The Gallery of Animate Objects from Issue 99
Long ago, when I was wordless and alone, what did I know
of the face I held to the mirror of my mother, how space became
a feature, a form, an artifice between us. Even now as I remember
the woman lost to pain, then madness, then painlessness and fire,
I see the ghost I made and unmade like a bed. I hear her
in the kitchen, sleepless, when I wake at night and words are far away.
And when they come, if not the words then voices, glances, cries,
I call them hers, the ones she lost to pain, then madness. I call,
and because dawn burns for those it mourns and in returning turns
away, I enter a gallery of animate objects, where everything is dead
and moving. The doll with its string, the mechanical arm,
the vulva of the beaded curtain, they are artifacts of what is here
and not quite here, not quite adventure or farewell. Words bereft
of animals to speak them. The primordial mass cultured with light.
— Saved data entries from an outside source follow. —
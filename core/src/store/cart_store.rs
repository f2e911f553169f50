// cartstore/src/store/cart_store.rs

//! Defines `CartStore`, the authoritative client-side cart.
//!
//! The store owns the line-item list, writes it to a `CartStorage` slot after
//! every mutation, and notifies subscribers with the new list. Storage
//! failures are logged and swallowed: the cart degrades to in-memory only and
//! no operation ever returns a storage error.

use std::cell::RefCell;
use std::collections::{HashSet, VecDeque};
use std::sync::Arc;

use parking_lot::{ReentrantMutex, RwLock};
use tracing::{event, instrument, Level};

use crate::config::CartConfig;
use crate::error::{CartError, CartResult, OrderDraftError};
use crate::model::line_item::{CartLineItem, ProductId};
use crate::model::product::Product;
use crate::model::snapshot::{item_count_of, total_of, CartSnapshot};
use crate::order::draft::{OrderDraft, ShippingAddress};
use crate::storage::memory::MemoryStorage;
use crate::storage::CartStorage;
use crate::store::observers::{ObserverList, Subscription};

struct CartInner {
  items: RwLock<Vec<CartLineItem>>,
  // Serializes mutate-then-notify so every observer sees states in mutation
  // order. Reentrant so an observer may mutate the store from its callback;
  // such nested states are queued and delivered by the outermost mutation.
  publish: ReentrantMutex<RefCell<Deliveries>>,
  observers: Arc<ObserverList>,
  storage: Box<dyn CartStorage>,
  config: CartConfig,
}

/// States waiting to reach observers. Only touched with `publish` held.
#[derive(Default)]
struct Deliveries {
  pending: VecDeque<Vec<CartLineItem>>,
  draining: bool,
}

/// Resets the queue when the outermost drain ends, including by an observer panic.
struct DrainGuard<'a>(&'a RefCell<Deliveries>);

impl Drop for DrainGuard<'_> {
  fn drop(&mut self) {
    let mut deliveries = self.0.borrow_mut();
    deliveries.draining = false;
    deliveries.pending.clear();
  }
}

/// Shared handle to a cart. Clones refer to the same cart.
#[derive(Clone)]
pub struct CartStore {
  inner: Arc<CartInner>,
}

impl CartStore {
  /// Builds a store over `storage`, restoring whatever is under
  /// `config.storage_key`. Missing or unreadable data yields an empty cart.
  #[instrument(name = "CartStore::open", skip_all, fields(storage_key = %config.storage_key))]
  pub fn open(storage: impl CartStorage + 'static, config: CartConfig) -> Self {
    let items = restore(&storage, &config.storage_key);
    event!(Level::DEBUG, items = items.len(), "Cart store opened.");
    Self {
      inner: Arc::new(CartInner {
        items: RwLock::new(items),
        publish: ReentrantMutex::new(RefCell::new(Deliveries::default())),
        observers: Arc::new(ObserverList::default()),
        storage: Box::new(storage),
        config,
      }),
    }
  }

  /// An empty cart backed by a private `MemoryStorage`.
  pub fn in_memory() -> Self {
    Self::open(MemoryStorage::new(), CartConfig::default())
  }

  pub fn config(&self) -> &CartConfig {
    &self.inner.config
  }

  // --- Mutations ---

  /// Adds `quantity` of `product`, merging into an existing line for the same product.
  ///
  /// A new line snapshots the product's name, price, and thumbnail; a merge
  /// keeps the snapshot taken on first add. Returns false (and changes
  /// nothing) when `quantity` is below 1. No upper bound is applied here;
  /// see `QuantityPolicy`.
  #[instrument(name = "CartStore::add_item", skip(self, product), fields(product_id = product.id))]
  pub fn add_item(&self, product: &Product, quantity: i32) -> bool {
    if quantity < 1 {
      event!(Level::DEBUG, quantity, "Ignoring add with non-positive quantity.");
      return false;
    }
    self.mutate("add_item", |items| {
      match items.iter_mut().find(|item| item.product_id == product.id) {
        Some(existing) => existing.add_quantity(quantity),
        None => items.push(CartLineItem::from_product(product, quantity)),
      }
      true
    })
  }

  /// Sets the quantity of a line. Zero or less removes the line; an absent product is a no-op.
  #[instrument(name = "CartStore::update_quantity", skip(self))]
  pub fn update_quantity(&self, product_id: ProductId, quantity: i64) {
    if quantity <= 0 {
      self.remove_item(product_id);
      return;
    }
    let quantity = i32::try_from(quantity).unwrap_or(i32::MAX);
    self.mutate("update_quantity", |items| {
      match items.iter_mut().find(|item| item.product_id == product_id) {
        Some(existing) => {
          existing.set_quantity(quantity);
          true
        }
        None => false,
      }
    });
  }

  /// Removes the line for `product_id`, if any.
  #[instrument(name = "CartStore::remove_item", skip(self))]
  pub fn remove_item(&self, product_id: ProductId) {
    self.mutate("remove_item", |items| {
      let before = items.len();
      items.retain(|item| item.product_id != product_id);
      items.len() != before
    });
  }

  /// Empties the cart. Always persists and notifies, even if already empty.
  #[instrument(name = "CartStore::clear", skip(self))]
  pub fn clear(&self) {
    self.mutate("clear", |items| {
      items.clear();
      true
    });
  }

  // --- Reads ---

  /// Current items and totals. Computed on every call.
  pub fn snapshot(&self) -> CartSnapshot {
    CartSnapshot::from_items(self.items())
  }

  pub fn items(&self) -> Vec<CartLineItem> {
    self.inner.items.read().clone()
  }

  pub fn total(&self) -> f64 {
    total_of(&self.inner.items.read())
  }

  pub fn item_count(&self) -> i64 {
    item_count_of(&self.inner.items.read())
  }

  pub fn is_empty(&self) -> bool {
    self.inner.items.read().is_empty()
  }

  pub fn is_in_cart(&self, product_id: ProductId) -> bool {
    self.inner.items.read().iter().any(|item| item.product_id == product_id)
  }

  /// Quantity of `product_id` in the cart, 0 if absent.
  pub fn quantity_of(&self, product_id: ProductId) -> i32 {
    self
      .inner
      .items
      .read()
      .iter()
      .find(|item| item.product_id == product_id)
      .map_or(0, |item| item.quantity)
  }

  // --- Notifications ---

  /// Registers `observer`. It is called right away with the current items,
  /// then after every mutation, until the returned handle is dropped.
  ///
  /// Observers run on the mutating thread while the store's publish lock is
  /// held. From the callback they may read the store or mutate it (the new
  /// state is delivered to every observer once the current round finishes),
  /// but they must not block on another thread that uses the same store:
  /// that thread waits for the lock and the two deadlock.
  pub fn subscribe<F>(&self, observer: F) -> Subscription
  where
    F: Fn(&[CartLineItem]) + Send + Sync + 'static,
  {
    let _publish = self.inner.publish.lock();
    let observer: Arc<dyn Fn(&[CartLineItem]) + Send + Sync> = Arc::new(observer);
    let id = self.inner.observers.register(Arc::clone(&observer));
    let current = self.items();
    observer(&current);
    Subscription::new(id, &self.inner.observers)
  }

  pub fn subscriber_count(&self) -> usize {
    self.inner.observers.len()
  }

  // --- Checkout ---

  /// Builds the order-creation request for the current cart. The cart is left untouched.
  pub fn draft_order(
    &self,
    address: ShippingAddress,
    payment_intent_id: impl Into<String>,
  ) -> Result<OrderDraft, OrderDraftError> {
    OrderDraft::from_snapshot(&self.snapshot(), address, payment_intent_id)
  }

  /// Empties the cart once the remote order API has accepted the order.
  pub fn complete_order(&self) {
    event!(Level::INFO, items = self.inner.items.read().len(), "Order placed; clearing cart.");
    self.clear();
  }

  // --- Internals ---

  /// Applies `f` to a copy of the list and, if it reports a change, swaps the
  /// copy in, writes the slot, and notifies. Returns whether anything changed.
  fn mutate<F>(&self, op: &'static str, f: F) -> bool
  where
    F: FnOnce(&mut Vec<CartLineItem>) -> bool,
  {
    let publish = self.inner.publish.lock();
    let published = {
      let mut guard = self.inner.items.write();
      let mut next = guard.clone();
      if !f(&mut next) {
        event!(Level::TRACE, op, "No change; skipping persist and notify.");
        return false;
      }
      *guard = next;
      self.persist(op, &guard);
      guard.clone()
    };
    event!(Level::DEBUG, op, items = published.len(), "Cart updated.");
    publish.borrow_mut().pending.push_back(published);
    self.deliver(&publish);
    true
  }

  /// Hands queued states to every observer, oldest first. A mutation made
  /// from inside an observer only enqueues; the outermost call drains, so each
  /// observer's last delivery is the store's current state.
  fn deliver(&self, deliveries: &RefCell<Deliveries>) {
    {
      let mut state = deliveries.borrow_mut();
      if state.draining {
        event!(Level::TRACE, queued = state.pending.len(), "Delivery in progress; state queued.");
        return;
      }
      state.draining = true;
    }
    let _drain = DrainGuard(deliveries);
    loop {
      let next = deliveries.borrow_mut().pending.pop_front();
      match next {
        Some(items) => self.inner.observers.notify(&items),
        None => break,
      }
    }
  }

  fn persist(&self, op: &'static str, items: &[CartLineItem]) {
    let key = &self.inner.config.storage_key;
    let encoded = match serde_json::to_string(items) {
      Ok(encoded) => encoded,
      Err(e) => {
        event!(Level::WARN, op, key = %key, error = %e, "Failed to encode cart; keeping in-memory state only.");
        return;
      }
    };
    if let Err(e) = self.inner.storage.save(key, &encoded) {
      event!(Level::WARN, op, key = %key, error = %e, "Failed to persist cart; keeping in-memory state only.");
    }
  }
}

impl std::fmt::Debug for CartStore {
  fn fmt(&self, f: &mut std::fmt::Formatter<'_>) -> std::fmt::Result {
    f.debug_struct("CartStore")
      .field("storage_key", &self.inner.config.storage_key)
      .field("items", &*self.inner.items.read())
      .field("subscribers", &self.inner.observers.len())
      .finish()
  }
}

fn restore(storage: &dyn CartStorage, key: &str) -> Vec<CartLineItem> {
  let raw = match storage.load(key) {
    Ok(Some(raw)) => raw,
    Ok(None) => {
      event!(Level::DEBUG, key, "No persisted cart; starting empty.");
      return Vec::new();
    }
    Err(e) => {
      event!(Level::WARN, key, error = %e, "Failed to read persisted cart; starting empty.");
      return Vec::new();
    }
  };
  match decode_items(&raw) {
    Ok(items) => items,
    Err(e) => {
      event!(Level::WARN, key, error = %e, "Discarding unreadable persisted cart; starting empty.");
      Vec::new()
    }
  }
}

/// Parses a persisted list, rejecting anything the store could not have written.
pub(crate) fn decode_items(raw: &str) -> CartResult<Vec<CartLineItem>> {
  let mut items: Vec<CartLineItem> = serde_json::from_str(raw)?;
  let mut seen = HashSet::with_capacity(items.len());
  for item in &mut items {
    if !item.is_well_formed() {
      return Err(CartError::InvalidPersistedCart(format!(
        "line for product {} has quantity {} and unit price {}",
        item.product_id, item.quantity, item.unit_price
      )));
    }
    if !seen.insert(item.product_id) {
      return Err(CartError::InvalidPersistedCart(format!(
        "product {} appears more than once",
        item.product_id
      )));
    }
    item.recompute_subtotal();
  }
  Ok(items)
}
The slightest seizure more terrible than stillness. I call and I enter
the space of two lone heads—the first with its bright complexion,
the other bluish gray—and although bound together by their hair,
they do not face each other, and when they move, the bright one says yes,
the dark one no, and the theater is cold, as x-rays are and absurd
French movies, the kind my mother hated like madness, like pain.
Like all who live and do not live, who unearth a self so abstract
the person disappears, these abject gestures toward a deeper recognition
are stilted, callous, masked as shamans who, as beasts, are never
original, but ancestral beyond words. I talk to my mother still.
And what she says lives in ways the talking heads and shamans
never do. I loved her. And thus the phantom space between us
where words crossed in tiny boats with pieces of spirit who stepped ashore.
In the gallery of animate objects, I hear the ocean in the breathing
machine, the mother’s inconsolable refusals in the blue-gray
cant of no. I hear the horrors of her late age in the jaw. In raw shock
and provocation, the ah they open. And in the phantom speech
she gave. Before I knew I loved her. When I was wordless and alone.